I'd only seen three of the ten people whose images I could capture in the glass's pale reflection react by placing their hands into laps, under the tables, or into purses. Considering there were roughly 50 patrons and twenty-some staff, those were bad odds. As I pulled my left hand back to my side, I caught a glimpse of a person in front of me reacting similarly. Woot! Four out of eleven. Worse odds.

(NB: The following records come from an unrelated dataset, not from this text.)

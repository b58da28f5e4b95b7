//! Controller state machine
//!
//! The controller mode is explicit, finite, and deterministic. Exactly one
//! state is active at a time.

pub mod events;
pub mod machine;

pub use events::Event;
pub use machine::ControllerState;
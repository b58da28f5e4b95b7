//! Events that trigger state transitions

/// Events that can trigger state transitions
#[derive(Debug, Clone, Copy, PartialEq, Eq)]
#[cfg_attr(feature = "defmt", derive(defmt::Format))]
pub enum Event {
    // Alarm time editing
    /// User started setting the hour
    BeginSetHour,
    /// User confirmed the previewed hour
    ConfirmHour,
    /// User started setting the minute
    BeginSetMinute,
    /// User confirmed the previewed minute
    ConfirmMinute,

    // Alarm lifecycle
    /// Double-press gesture while idle
    Arm,
    /// Gesture while active, or explicit reset
    Reset,
}

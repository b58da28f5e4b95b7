//! Board-agnostic core logic for the Chime front panel
//!
//! This crate contains all application logic that does not depend on
//! specific hardware implementations:
//!
//! - Mode controller (set hour / set minute / alarm active)
//! - Button gesture detection on the sensor stream
//! - Potentiometer to clock-field scaling
//! - Alarm sound selection
//! - Configuration type definitions
//! - Wall clock trait

#![no_std]
#![deny(unsafe_code)]

pub mod config;
pub mod controller;
pub mod gesture;
pub mod sound;
pub mod state;
pub mod time;
pub mod traits;

pub use controller::{Controller, Effect, Effects, Field, UserRequest};
pub use state::{ControllerState, Event};
pub use time::ClockTime;
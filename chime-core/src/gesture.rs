//! Button gesture detection on the sensor stream
//!
//! The sensor board reports the button level in every sample rather than
//! sending edges. A gesture is two pressed samples whose spacing falls
//! inside the [`GestureWindow`]: closer together is contact noise or a
//! held button, further apart is two unrelated presses.

use chime_protocol::SensorSample;

use crate::config::GestureWindow;

/// Classification of one sample's button field
#[derive(Debug, Clone, Copy, PartialEq, Eq)]
#[cfg_attr(feature = "defmt", derive(defmt::Format))]
pub enum ButtonEdge {
    /// Button not pressed
    Released,
    /// Pressed after a released (or first) sample, outside the window
    Pressed,
    /// Still pressed, outside the window
    Held,
    /// Pressed with the previous pressed sample inside the window
    Gesture,
}

/// Tracks pressed samples to recognise the double-press gesture
#[derive(Debug, Clone)]
pub struct GestureDetector {
    window: GestureWindow,
    /// Arrival time of the most recent pressed sample
    last_press_ms: Option<u64>,
    /// Button value of the previous sample
    previous_pressed: bool,
}

impl Default for GestureDetector {
    fn default() -> Self {
        Self::new(GestureWindow::default())
    }
}

impl GestureDetector {
    /// Create a detector with the given window
    pub fn new(window: GestureWindow) -> Self {
        Self {
            window,
            last_press_ms: None,
            previous_pressed: false,
        }
    }

    /// Arrival time of the last pressed sample
    pub fn last_press_ms(&self) -> Option<u64> {
        self.last_press_ms
    }

    /// Classify a sample and update the press timestamp
    ///
    /// The timestamp moves on every pressed sample, whether or not it
    /// completed a gesture.
    pub fn observe(&mut self, sample: &SensorSample) -> ButtonEdge {
        let pressed = sample.is_pressed();
        let was_pressed = self.previous_pressed;
        self.previous_pressed = pressed;

        if !pressed {
            return ButtonEdge::Released;
        }

        let in_window = self
            .last_press_ms
            .map(|last| self.window.contains(sample.at_ms.saturating_sub(last)))
            .unwrap_or(false);
        self.last_press_ms = Some(sample.at_ms);

        if in_window {
            ButtonEdge::Gesture
        } else if was_pressed {
            ButtonEdge::Held
        } else {
            ButtonEdge::Pressed
        }
    }
}
//! Alarm sounds on a piezo buzzer
//!
//! Each `AlarmSound` is a short melody looped until stopped. Tones are
//! generated with a PWM slice at 50% duty.

mod melodies;

use embassy_rp::pwm::{Config as PwmConfig, Pwm};

pub use melodies::{melody, Note};

/// PWM clock divider; keeps `top` within 16 bits for audible tones
const PWM_DIVIDER: u8 = 64;

/// Lowest tone the divider allows without overflowing `top`
const MIN_TONE_HZ: u32 = 40;

/// Piezo buzzer on one PWM channel
pub struct Buzzer {
    pwm: Pwm<'static>,
    config: PwmConfig,
}

impl Buzzer {
    pub fn new(pwm: Pwm<'static>) -> Self {
        let mut config = PwmConfig::default();
        config.divider = PWM_DIVIDER.into();
        config.compare_b = 0;
        let mut buzzer = Self { pwm, config };
        buzzer.silence();
        buzzer
    }

    /// Play a square wave; zero means rest
    pub fn tone(&mut self, freq_hz: u32) {
        if freq_hz < MIN_TONE_HZ {
            self.silence();
            return;
        }
        let sys_hz = embassy_rp::clocks::clk_sys_freq();
        let top = (sys_hz / (PWM_DIVIDER as u32 * freq_hz)).saturating_sub(1);
        let top = top.min(u16::MAX as u32) as u16;
        self.config.top = top;
        self.config.compare_b = top / 2;
        self.pwm.set_config(&self.config);
    }

    pub fn silence(&mut self) {
        self.config.compare_b = 0;
        self.pwm.set_config(&self.config);
    }
}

"Hello, Cáel," Hana greeted me. She kissed my cheek. I kissed her lips. "Ah," she gave me a warm smile, "I didn't know you had a grandfather. He heard I was coming to Rome and wanted to meet me. We've had quite a family chat."

"Hello Grandfather," I nodded to my supposed Patriarch.

I also threw my glass at person number four -- who caught it. Sweet!

"I am proud of you, Cáel," Alal gave me a congratulatory nod. "For that and for Ajax. You've continually exceeded my expectations. We really are much more alike than you imagine."

"Ajax?" Hana turned, worried.

"Hana, this man is my Grandfather. He is the enemy of every child's smile. Evil is too confined a word to describe him. Suffice it to say," I looked to Alal, "he murdered forty-six women and girls as prelude to my own 'Twelfth Year' trial." I was referencing the Amazon rite of passage. Alal knew what I meant and the bastard approved of the comparison.

"You were responsible for what happened to Cáel and his people in Romania?" Hana turned on Grandpa, first uncertain, then furious.

"Cáel is a bit past the pat on the head and requests to repeat the lesson phase of his life, Hana," Grandpa sat back down. "I need to know if I can have confidence in him in the future and I don't have time for the normal pleasantries."

"Cáel? Please help me make sense of this," Hana put her hand around my waist to the small of my back. She could feel the 32 caliber resting there. She was also letting Alal know that she wasn't going to break it off with me because of his intimidations.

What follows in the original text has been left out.